Stored data
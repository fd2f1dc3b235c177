//! パッケージ形式ごとのレジストリ抽象化
//!
//! 各パッケージ形式（npm, Maven, NuGet, PyPI）が、1パッケージ分のインポートを行う
//! スクリプトを組み立てる。使う側は具体的な形式を意識せず、`Registry` traitを通じて操作する。
//!
//! ## 使い方
//!
//! ```ignore
//! let registry = registry_for(&import, "import1", &packages)?;
//! let scripts = registry.scripts()?;
//! let image = registry.image_name();
//! ```

mod maven;
mod npm;
mod nuget;
mod pypi;

pub use maven::MavenRegistry;
pub use npm::NpmRegistry;
pub use nuget::NugetRegistry;
pub use pypi::PypiRegistry;

use crate::config::{Credentials, Import};
use crate::error::{ImporterError, Result};
use crate::packages::PackagesProvider;
use std::collections::BTreeMap;

/// ソースレジストリのラベル（settings.xml の server id や nuget の source 名）
pub const SOURCE_REGISTRY_LABEL: &str = "pkgs_importer_source";
/// デスティネーションレジストリのラベル
pub const DESTINATION_REGISTRY_LABEL: &str = "pkgs_importer_destination";

/// パッケージ形式ごとのレジストリtrait
pub trait Registry {
    /// 1パッケージのインポートに必要なスクリプト行を返す
    fn scripts(&self) -> Result<Vec<String>>;

    /// 必要なCLIを含むデフォルトのイメージ名
    fn image_name(&self) -> &'static str;

    /// パイプラインのジョブに追加で渡す環境変数
    fn additional_env_vars(&self, name: &str, version: &str) -> BTreeMap<String, String> {
        let _ = (name, version);
        BTreeMap::new()
    }
}

/// インポート種別からレジストリを取得する
///
/// 種別が不明な場合はエラー。構築時の検証に失敗した場合もエラーを返す。
pub fn registry_for(
    import: &Import,
    import_name: &str,
    packages: &dyn PackagesProvider,
) -> Result<Box<dyn Registry>> {
    match import.kind.as_str() {
        "npm" => Ok(Box::new(NpmRegistry::new(import.clone()))),
        "nuget" => Ok(Box::new(NugetRegistry::new(import.clone(), import_name)?)),
        "maven" => Ok(Box::new(MavenRegistry::new(
            import.clone(),
            import_name,
            packages,
        )?)),
        "pypi" => Ok(Box::new(PypiRegistry::new(import.clone(), import_name)?)),
        other => Err(ImporterError::UnknownRegistry {
            kind: other.to_string(),
            import: import_name.to_string(),
        }),
    }
}

/// 認証情報の形を検証する
///
/// トークンがある場合、`accepted` のうちちょうど1つの追加パラメータが必要。
/// トークンがなければ匿名アクセスとして常に有効。
pub(crate) fn validate_credentials(
    credentials: &Credentials,
    ecosystem: &'static str,
    accepted: &[&str],
    registry: &'static str,
    import_name: &str,
) -> Result<()> {
    if !credentials.has_token() {
        return Ok(());
    }

    let present = accepted
        .iter()
        .filter(|key| credentials.parameter(key).is_some())
        .count();

    if present == 1 {
        return Ok(());
    }

    let requirement = accepted
        .iter()
        .map(|key| format!("a {key}"))
        .collect::<Vec<_>>()
        .join(" or ");

    Err(ImporterError::InvalidCredentials {
        ecosystem,
        registry,
        import: import_name.to_string(),
        requirement,
    })
}

/// ソースとデスティネーションの両方の認証情報を検証
pub(crate) fn validate_import_credentials(
    import: &Import,
    import_name: &str,
    ecosystem: &'static str,
    accepted: &[&str],
) -> Result<()> {
    validate_credentials(
        &import.source.credentials,
        ecosystem,
        accepted,
        "source",
        import_name,
    )?;
    validate_credentials(
        &import.destination.credentials,
        ecosystem,
        accepted,
        "destination",
        import_name,
    )
}

#[cfg(test)]
#[path = "registry_test.rs"]
mod tests;
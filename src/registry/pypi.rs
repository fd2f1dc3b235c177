//! PyPI レジストリ実装
//!
//! ダウンロードは pip、アップロードは twine で行う。
//! - <https://pip.pypa.io/en/stable/cli/pip_download/>
//! - <https://twine.readthedocs.io/en/stable/index.html#twine-upload>

use crate::config::{Credentials, Import, RegistryConfig};
use crate::error::{ImporterError, Result};
use crate::registry::{validate_import_credentials, Registry};
use url::Url;

/// PyPI レジストリ
pub struct PypiRegistry {
    import: Import,
    import_name: String,
}

impl PypiRegistry {
    /// 認証情報を検証して作成
    pub fn new(import: Import, import_name: &str) -> Result<Self> {
        validate_import_credentials(&import, import_name, "PyPI", &["username"])?;
        Ok(Self {
            import,
            import_name: import_name.to_string(),
        })
    }

    fn install_script(&self) -> Result<String> {
        let index_url = self.index_url(&self.import.source)?;
        Ok(format!(
            r#"python -m pip download "$PACKAGE_NAME==$PACKAGE_VERSION" -d pkgs --no-cache-dir --no-deps -i {index_url}"#
        ))
    }

    fn push_script(&self) -> String {
        let destination = &self.import.destination;
        let mut cmd = format!("python -m twine upload --repository-url {} ", destination.url);

        let (user, password) = Self::username_and_password(&destination.credentials);
        if let Some(user) = user {
            cmd.push_str(&format!(r#"-u "{user}" "#));
        }
        if let Some(password) = password {
            cmd.push_str(&format!(r#"-p "{password}" "#));
        }

        cmd.push_str("./*");
        cmd
    }

    /// ユーザー名とパスワードが揃っていれば URL の userinfo に埋め込む
    fn index_url(&self, registry: &RegistryConfig) -> Result<String> {
        let (Some(user), Some(password)) = Self::username_and_password(&registry.credentials)
        else {
            return Ok(registry.url.clone());
        };

        let invalid = |reason: String| ImporterError::InvalidUrl {
            import: self.import_name.clone(),
            registry: "source",
            url: registry.url.clone(),
            reason,
        };

        let mut url = Url::parse(&registry.url).map_err(|e| invalid(e.to_string()))?;
        url.set_username(user)
            .map_err(|_| invalid("url cannot carry a username".to_string()))?;
        url.set_password(Some(password))
            .map_err(|_| invalid("url cannot carry a password".to_string()))?;

        let index_url = url.to_string();
        // パスなしのURLにパーサーが補った "/" は付けない
        let added_root = url.path() == "/"
            && url.query().is_none()
            && url.fragment().is_none()
            && !registry.url.ends_with('/');
        match index_url.strip_suffix('/') {
            Some(trimmed) if added_root => Ok(trimmed.to_string()),
            _ => Ok(index_url),
        }
    }

    fn username_and_password(credentials: &Credentials) -> (Option<&str>, Option<&str>) {
        let password = Some(credentials.token.as_str()).filter(|t| !t.is_empty());
        (credentials.parameter("username"), password)
    }
}

impl Registry for PypiRegistry {
    fn scripts(&self) -> Result<Vec<String>> {
        Ok(vec![
            self.install_script()?,
            "cd pkgs".to_string(),
            "python -m pip install twine".to_string(),
            self.push_script(),
        ])
    }

    fn image_name(&self) -> &'static str {
        "python:alpine"
    }
}

#[cfg(test)]
#[path = "pypi_test.rs"]
mod tests;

TASK STATEMENT = Exactly as written, please output every entry.

SOLUTION =
repository fd2f1dc3b235c177
//! パッケージ形式ごとのレジストリ抽象化
//!
//! 各パッケージ形式（npm, Maven, NuGet, PyPI）が、1パッケージ分のインポートを行う
//! スクリプトを組み立てる。使う側は具体的な形式を意識せず、`Registry` traitを通じて操作する。
//!
//! ## 使い方
//!
//! ```ignore
//! let registry = registry_for(&import, "import1", &packages)?;
//! let scripts = registry.scripts()?;
//! let image = registry.image_name();
//! ```

mod maven;
mod npm;
mod nuget;
mod pypi;

pub use maven::MavenRegistry;
pub use npm::NpmRegistry;
pub use nuget::NugetRegistry;
pub use pypi::PypiRegistry;

use crate::config::{Credentials, Import};
use crate::error::{ImporterError, Result};
use crate::packages::PackagesProvider;
use std::collections::BTreeMap;

/// ソースレジストリのラベル（settings.xml の server id や nuget の source 名）
pub const SOURCE_REGISTRY_LABEL: &str = "pkgs_importer_source";
/// デスティネーションレジストリのラベル
pub const DESTINATION_REGISTRY_LABEL: &str = "pkgs_importer_destination";

/// パッケージ形式ごとのレジストリtrait
pub trait Registry {
    /// 1パッケージのインポートに必要なスクリプト行を返す
    fn scripts(&self) -> Result<Vec<String>>;

    /// 必要なCLIを含むデフォルトのイメージ名
    fn image_name(&self) -> &'static str;

    /// パイプラインのジョブに追加で渡す環境変数
    fn additional_env_vars(&self, name: &str, version: &str) -> BTreeMap<String, String> {
        let _ = (name, version);
        BTreeMap::new()
    }
}

/// インポート種別からレジストリを取得する
///
/// 種別が不明な場合はエラー。構築時の検証に失敗した場合もエラーを返す。
pub fn registry_for(
    import: &Import,
    import_name: &str,
    packages: &dyn PackagesProvider,
) -> Result<Box<dyn Registry>> {
    match import.kind.as_str() {
        "npm" => Ok(Box::new(NpmRegistry::new(import.clone()))),
        "nuget" => Ok(Box::new(NugetRegistry::new(import.clone(), import_name)?)),
        "maven" => Ok(Box::new(MavenRegistry::new(
            import.clone(),
            import_name,
            packages,
        )?)),
        "pypi" => Ok(Box::new(PypiRegistry::new(import.clone(), import_name)?)),
        other => Err(ImporterError::UnknownRegistry {
            kind: other.to_string(),
            import: import_name.to_string(),
        }),
    }
}

/// 認証情報の形を検証する
///
/// トークンがある場合、`accepted` のうちちょうど1つの追加パラメータが必要。
/// トークンがなければ匿名アクセスとして常に有効。
pub(crate) fn validate_credentials(
    credentials: &Credentials,
    ecosystem: &'static str,
    accepted: &[&str],
    registry: &'static str,
    import_name: &str,
) -> Result<()> {
    if !credentials.has_token() {
        return Ok(());
    }

    let present = accepted
        .iter()
        .filter(|key| credentials.parameter(key).is_some())
        .count();

    if present == 1 {
        return Ok(());
    }

    let requirement = accepted
        .iter()
        .map(|key| format!("a {key}"))
        .collect::<Vec<_>>()
        .join(" or ");

    Err(ImporterError::InvalidCredentials {
        ecosystem,
        registry,
        import: import_name.to_string(),
        requirement,
    })
}

/// ソースとデスティネーションの両方の認証情報を検証
pub(crate) fn validate_import_credentials(
    import: &Import,
    import_name: &str,
    ecosystem: &'static str,
    accepted: &[&str],
) -> Result<()> {
    validate_credentials(
        &import.source.credentials,
        ecosystem,
        accepted,
        "source",
        import_name,
    )?;
    validate_credentials(
        &import.destination.credentials,
        ecosystem,
        accepted,
        "destination",
        import_name,
    )
}

#[cfg(test)]
#[path = "registry_test.rs"]
mod tests;
filename src/registry/pypi.rs
repository fd2f1dc3b235c177
//! PyPI レジストリ実装
//!
//! ダウンロードは pip、アップロードは twine で行う。
//! - <https://pip.pypa.io/en/stable/cli/pip_download/>
//! - <https://twine.readthedocs.io/en/stable/index.html#twine-upload>

use crate::config::{Credentials, Import, RegistryConfig};
use crate::error::{ImporterError, Result};
use crate::registry::{validate_import_credentials, Registry};
use url::Url;

/// PyPI レジストリ
pub struct PypiRegistry {
    import: Import,
    import_name: String,
}

impl PypiRegistry {
    /// 認証情報を検証して作成
    pub fn new(import: Import, import_name: &str) -> Result<Self> {
        validate_import_credentials(&import, import_name, "PyPI", &["username"])?;
        Ok(Self {
            import,
            import_name: import_name.to_string(),
        })
    }

    fn install_script(&self) -> Result<String> {
        let index_url = self.index_url(&self.import.source)?;
        Ok(format!(
            r#"python -m pip download "$PACKAGE_NAME==$PACKAGE_VERSION" -d pkgs --no-cache-dir --no-deps -i {index_url}"#
        ))
    }

    fn push_script(&self) -> String {
        let destination = &self.import.destination;
        let mut cmd = format!("python -m twine upload --repository-url {} ", destination.url);

        let (user, password) = Self::username_and_password(&destination.credentials);
        if let Some(user) = user {
            cmd.push_str(&format!(r#"-u "{user}" "#));
        }
        if let Some(password) = password {
            cmd.push_str(&format!(r#"-p "{password}" "#));
        }

        cmd.push_str("./*");
        cmd
    }

    /// ユーザー名とパスワードが揃っていれば URL の userinfo に埋め込む
    fn index_url(&self, registry: &RegistryConfig) -> Result<String> {
        let (Some(user), Some(password)) = Self::username_and_password(&registry.credentials)
        else {
            return Ok(registry.url.clone());
        };

        let invalid = |reason: String| ImporterError::InvalidUrl {
            import: self.import_name.clone(),
            registry: "source",
            url: registry.url.clone(),
            reason,
        };

        let mut url = Url::parse(&registry.url).map_err(|e| invalid(e.to_string()))?;
        url.set_username(user)
            .map_err(|_| invalid("url cannot carry a username".to_string()))?;
        url.set_password(Some(password))
            .map_err(|_| invalid("url cannot carry a password".to_string()))?;

        let index_url = url.to_string();
        // パスなしのURLにパーサーが補った "/" は付けない
        let added_root = url.path() == "/"
            && url.query().is_none()
            && url.fragment().is_none()
            && !registry.url.ends_with('/');
        match index_url.strip_suffix('/') {
            Some(trimmed) if added_root => Ok(trimmed.to_string()),
            _ => Ok(index_url),
        }
    }

    fn username_and_password(credentials: &Credentials) -> (Option<&str>, Option<&str>) {
        let password = Some(credentials.token.as_str()).filter(|t| !t.is_empty());
        (credentials.parameter("username"), password)
    }
}

impl Registry for PypiRegistry {
    fn scripts(&self) -> Result<Vec<String>> {
        Ok(vec![
            self.install_script()?,
            "cd pkgs".to_string(),
            "python -m pip install twine".to_string(),
            self.push_script(),
        ])
    }

    fn image_name(&self) -> &'static str {
        "python:alpine"
    }
}

#[cfg(test)]
#[path = "pypi_test.rs"]
mod tests;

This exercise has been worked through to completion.